Detailed Description of the Figures

[0072] The following figures and description illustrate the ideas and features of the invention, which may be expressed and illustrated in various other ways and should therefore be taken as one of the best ways to explain the invention.

[0073] FIG. 1 shows a perspective view of a thermoacoustic window, with a frame (29) built with profiles to which an internal panel (50) and an external panel (50) are fixed, which can be made of internal glass pane (3) and an external glass pane (3) to form a thermoacoustic window. The features are shown in detail in FIG. 3A and FIG. 3B.

[0074] The horizontal planes of the profile with which the frame (29) of the window is built and which delimit the upper channel (1) and the lower channel (2) have flexible joints (10) of oval shape incorporated in the profile by coextrusion on its three surfaces. This flexible union has the purpose of damping vibrations and pressures between the panels and reducing thermal and acoustic fluxes.

[0075] The lower plane of the profile has seal gaskets (11) that serve as a seal between the thermoacoustic window and the structure where it is installed, it also has fixing means to the structure where it is installed, described in FIG. 6.

[0076] It has support grid (12) between the glass pane panels so that they do not deform or break due to atmospheric pressure once the air is extracted, in windows with the main function of noise insulation.
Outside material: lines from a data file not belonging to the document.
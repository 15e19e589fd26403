// OPCUA for Rust
// SPDX-License-Identifier: MPL-2.0
// Copyright (C) 2017-2024 Adam Lock

use std::{
    self,
    io::{Read, Write},
};

use crate::{
    data_types::*,
    date_time::DateTime,
    diagnostic_info::DiagnosticInfo,
    encodeable::MessageInfo,
    encoding::*,
    expanded_node_id::ExpandedNodeId,
    extension_object::ExtensionObject,
    node_ids::{DataTypeId, ObjectId},
    request_header::RequestHeader,
    status_code::StatusCode,
    string::UAString,
};

/// The `ResponseHeader` contains information common to every response from server to client.
#[derive(Debug, Clone, PartialEq)]
pub struct ResponseHeader {
    pub timestamp: UtcTime,
    pub request_handle: IntegerId,
    pub service_result: StatusCode,
    pub service_diagnostics: DiagnosticInfo,
    pub string_table: Option<Vec<UAString>>,
    pub additional_header: ExtensionObject,
}

impl MessageInfo for ResponseHeader {
    fn data_type_id() -> ExpandedNodeId {
        DataTypeId::ResponseHeader.into()
    }
    fn binary_encoding_id() -> ExpandedNodeId {
        ObjectId::ResponseHeader_Encoding_DefaultBinary.into()
    }
    fn xml_encoding_id() -> ExpandedNodeId {
        ObjectId::ResponseHeader_Encoding_DefaultXml.into()
    }
}

impl BinaryEncoder<ResponseHeader> for ResponseHeader {
    fn byte_len(&self) -> usize {
        let mut size = 0;
        size += self.timestamp.byte_len();
        size += self.request_handle.byte_len();
        size += self.service_result.byte_len();
        size += self.service_diagnostics.byte_len();
        size += byte_len_array(&self.string_table);
        size += self.additional_header.byte_len();
        size
    }

    fn encode<S: Write>(&self, stream: &mut S) -> EncodingResult<usize> {
        let mut size = 0;
        size += self.timestamp.encode(stream)?;
        size += self.request_handle.encode(stream)?;
        size += self.service_result.encode(stream)?;
        size += self.service_diagnostics.encode(stream)?;
        size += write_array(stream, &self.string_table)?;
        size += self.additional_header.encode(stream)?;
        assert_eq!(size, self.byte_len());
        Ok(size)
    }

    fn decode<S: Read>(stream: &mut S, decoding_options: &DecodingOptions) -> EncodingResult<Self> {
        let timestamp = UtcTime::decode(stream, decoding_options)?;
        let request_handle = IntegerId::decode(stream, decoding_options)?;
        let service_result = StatusCode::decode(stream, decoding_options)?;
        let service_diagnostics = DiagnosticInfo::decode(stream, decoding_options)?;
        let string_table: Option<Vec<UAString>> = read_array(stream, decoding_options)?;
        let additional_header = ExtensionObject::decode(stream, decoding_options)?;
        Ok(ResponseHeader {
            timestamp,
            request_handle,
            service_result,
            service_diagnostics,
            string_table,
            additional_header,
        })
    }
}

impl ResponseHeader {
    pub fn new_good(request_header: &RequestHeader) -> ResponseHeader {
        ResponseHeader::new_service_result(request_header, StatusCode::Good)
    }

    pub fn new_service_result(
        request_header: &RequestHeader,
        service_result: StatusCode,
    ) -> ResponseHeader {
        ResponseHeader::new_timestamped_service_result(
            DateTime::now(),
            request_header,
            service_result,
        )
    }

    pub fn new_timestamped_service_result(
        timestamp: DateTime,
        request_header: &RequestHeader,
        service_result: StatusCode,
    ) -> ResponseHeader {
        ResponseHeader {
            timestamp,
            request_handle: request_header.request_handle,
            service_result,
            service_diagnostics: DiagnosticInfo::default(),
            string_table: None,
            additional_header: ExtensionObject::null(),
        }
    }

    /// For testing, nothing else
    pub fn null() -> ResponseHeader {
        ResponseHeader {
            timestamp: DateTime::now(),
            request_handle: 0,
            service_result: StatusCode::Good,
            service_diagnostics: DiagnosticInfo::default(),
            string_table: None,
            additional_header: ExtensionObject::null(),
        }
    }
}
These supports have coextruded soft materials on their planes for acoustic and thermal damping.

[0077] FIG. 2 shows a perspective view of the partition with glass pane panels, where the internal glass pane (3) and the external glass pane (3) have been separated from the frame (29) to show the location of the elements described in FIG. 1.

[0078] FIG. 3A shows a perspective cross section of the profile of the lower part with which the thermo-acoustic window is created. It shows an airtight internal chamber (9) between the internal glass pane (3), the external glass pane (3) and the frame (29) that forms an upper channel (1) through which air circulates to cool the contact edges of the glass pane and framework. It also shows sealing-adhesive material (4) in the part of the profile that joins the glass pane panels to the frame (29).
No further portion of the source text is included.